E. coli 0157:H7 is easy to transmit and can live in freshwater or seawater! It can live on dry kitchen countertops for days and in moist environments for weeks. It is extremely difficult to get it off countertops, sinks, food utensils, and refrigerators. It is resistant to acid, salt, and chlorine; and it can withstand freezing as well as temperatures up to 160o F. How likely are you to boil the top of your kitchen counters, your sink, your eating utensils, or your plates? Put some infected meat on them, and you are in deep trouble.

To be infected by most food-borne pathogens (such as Salmonella), you have to consume a fairly large dose: at least a million organisms. But an infection with E. coli 0157:H7 has been shown to be caused by as few as five organisms! One tiny, uncooked particle of ham- or beefburger meat can have enough of the pathogens to kill you (Armstrong, et al., "Food-borne Pathogens").

Small traces of infected raw manure are the cause. People can be infected with this amazing organism by drinking contaminated water, swimming in a contaminated lake or water park, or crawling on a contaminated carpet. Eating undercooked ground beef is a common cause. But you can also get it from contaminated salad greens, raw milk, and unpasteurized apple cider. The pathogen can also be spread by the feces of deer, dogs, horses, and flies (ibid.).

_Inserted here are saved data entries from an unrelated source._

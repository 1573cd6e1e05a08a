//! Protection domain: an object-capability space plus the device identity
//! used to tag IOMMU/TLB shootdown requests.
//!
//! Host/guest/DMA/pio/msr memory-space delegation lives in the `memspace`
//! crate; a `Pd` only carries what the capability layer itself needs.

use alloc::boxed::Box;
use core::ptr::NonNull;
use core::sync::atomic::{AtomicUsize, Ordering};

use slab::{SlabAllocatable, SlabAllocator};
use utils::collections::id::Id;

use crate::capability::{Capability, perm};
use crate::error::{KernelError, KernelResult};
use crate::object::{ObjectHeader, ObjectKind};
use crate::space::ObjSpace;

/// Sentinel `device_id` meaning "no device assigned".
const NO_DEVICE: usize = usize::MAX;

#[repr(C)]
pub struct Pd {
    header: ObjectHeader,
    pub obj_space: ObjSpace,
    device_id: AtomicUsize,
}

impl SlabAllocatable for Pd {}

static PD_SLAB: SlabAllocator<Pd> = SlabAllocator::new();

impl Pd {
    pub(crate) fn new() -> Self {
        Self {
            header: ObjectHeader::new(ObjectKind::Pd),
            obj_space: ObjSpace::new(),
            device_id: AtomicUsize::new(NO_DEVICE),
        }
    }

    pub fn device_id(&self) -> Option<usize> {
        match self.device_id.load(Ordering::Acquire) {
            NO_DEVICE => None,
            id => Some(id),
        }
    }

    /// Binds a device identifier to this PD. Overwriting an existing
    /// binding is a caller error; the IOMMU domain layout is fixed at
    /// device-assignment time.
    pub fn assign_device(&self, device_id: usize) -> KernelResult<()> {
        self.device_id
            .compare_exchange(
                NO_DEVICE,
                device_id,
                Ordering::AcqRel,
                Ordering::Acquire,
            )
            .map(|_| ())
            .map_err(|_| KernelError::BadDev)
    }

    pub fn header(&self) -> &ObjectHeader {
        &self.header
    }

    /// Builds the root PD directly, bypassing `create_pd`. There is no
    /// capability to present for the very first PD; the boot-time
    /// bootstrap calls this once to seed the root object space, and every
    /// other PD descends from it through `create_pd`.
    #[must_use]
    pub fn bootstrap_root() -> Self {
        Self::new()
    }
}

/// Creates a new, empty PD and publishes a capability to it at `dst_sel`
/// in `requestor`'s own object space.
///
/// Follows the four-step protocol shared by every kernel-object factory:
/// the destination selector must be free, the requestor must hold a
/// capability proving it may create PDs, the slab must have room, and
/// publishing must not race another creator into the same slot.
pub fn create_pd(requestor: &Pd, requestor_sel: Id, dst_sel: Id) -> KernelResult<()> {
    if !requestor.obj_space.lookup(dst_sel).is_null() {
        return Err(KernelError::BadCap);
    }

    requestor
        .obj_space
        .lookup(requestor_sel)
        .validate(ObjectKind::Pd, perm::PD)?;

    let boxed = Box::try_new_in(Pd::new(), &PD_SLAB).map_err(|_| KernelError::MemObj)?;
    let ptr = NonNull::from(Box::leak(boxed));

    let cap = Capability::new(ptr.cast(), perm::PD);
    requestor.obj_space.publish(dst_sel, cap)?;
    logger::debug!("captab: created PD at sel {}", dst_sel.0);
    Ok(())
}

/// Queues the last reference to a PD for RCU-deferred return to the slab.
///
/// # Safety
/// `ptr` must point at a `Pd` allocated by [`create_pd`] whose refcount has
/// just reached zero via [`ObjectHeader::release`].
pub unsafe fn destroy_pd(ptr: NonNull<Pd>) {
    struct SendPtr(NonNull<Pd>);
    unsafe impl Send for SendPtr {}
    let ptr = SendPtr(ptr);

    crate::rcu::defer(move || {
        drop(unsafe { Box::from_raw_in(ptr.0.as_ptr(), &PD_SLAB) });
    });
}

#[cfg(test)]
mod tests {
    use super::*;

    #[test]
    fn create_pd_rejects_occupied_slot() {
        let root = Pd::new();
        let header = Box::leak(Box::new(ObjectHeader::new(ObjectKind::Pd)));
        let cap = Capability::new(NonNull::from(&*header), perm::PD);
        root.obj_space.publish(Id(0), cap).unwrap();

        assert_eq!(
            create_pd(&root, Id(0), Id(0)),
            Err(KernelError::BadCap)
        );
    }

    #[test]
    fn create_pd_rejects_missing_permission() {
        let root = Pd::new();
        let header = Box::leak(Box::new(ObjectHeader::new(ObjectKind::Sm)));
        let cap = Capability::new(NonNull::from(&*header), perm::CTRL_UP);
        root.obj_space.publish(Id(5), cap).unwrap();

        assert_eq!(
            create_pd(&root, Id(5), Id(1)),
            Err(KernelError::BadCap)
        );
    }

    #[test]
    fn assign_device_once() {
        let pd = Pd::new();
        assert_eq!(pd.device_id(), None);
        pd.assign_device(7).unwrap();
        assert_eq!(pd.device_id(), Some(7));
        assert_eq!(pd.assign_device(8), Err(KernelError::BadDev));
    }
}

The reason so many cattle and hogs now transmit it is because they are raised in feedlots, where they feed while standing in a slushy pile of manure and urine.

During the Dark Ages, people threw their chamber pots out in the streets and epidemics frequently occurred. Now hogs and cattle live in pools of manure, and you eat them when they are killed.

Feedlots are very efficient methods for spreading E. coli 0157:H7 throughout the population of our nation. They "recirculate the manure," and that particular bacterium can replicate in cattle troughs and survive in manure (outside the intestines) for up to 90 days (P. Hammel and H.J. Cordes, Omaha World-Herald, December 15, 1997).

The underlying problem is that the government should be protecting us from infected meat. It should require much slower operations at processing plants. Microbiological analysis should be used. Processing plants should reimburse the government for all inspection and related costs. It should heavily fine firms which ship out infected meat. It should close down those who refuse to clean up their operations. It should provide complete disclosure to the public when there is an infectious outbreak. It should require processing plants to provide relevant information.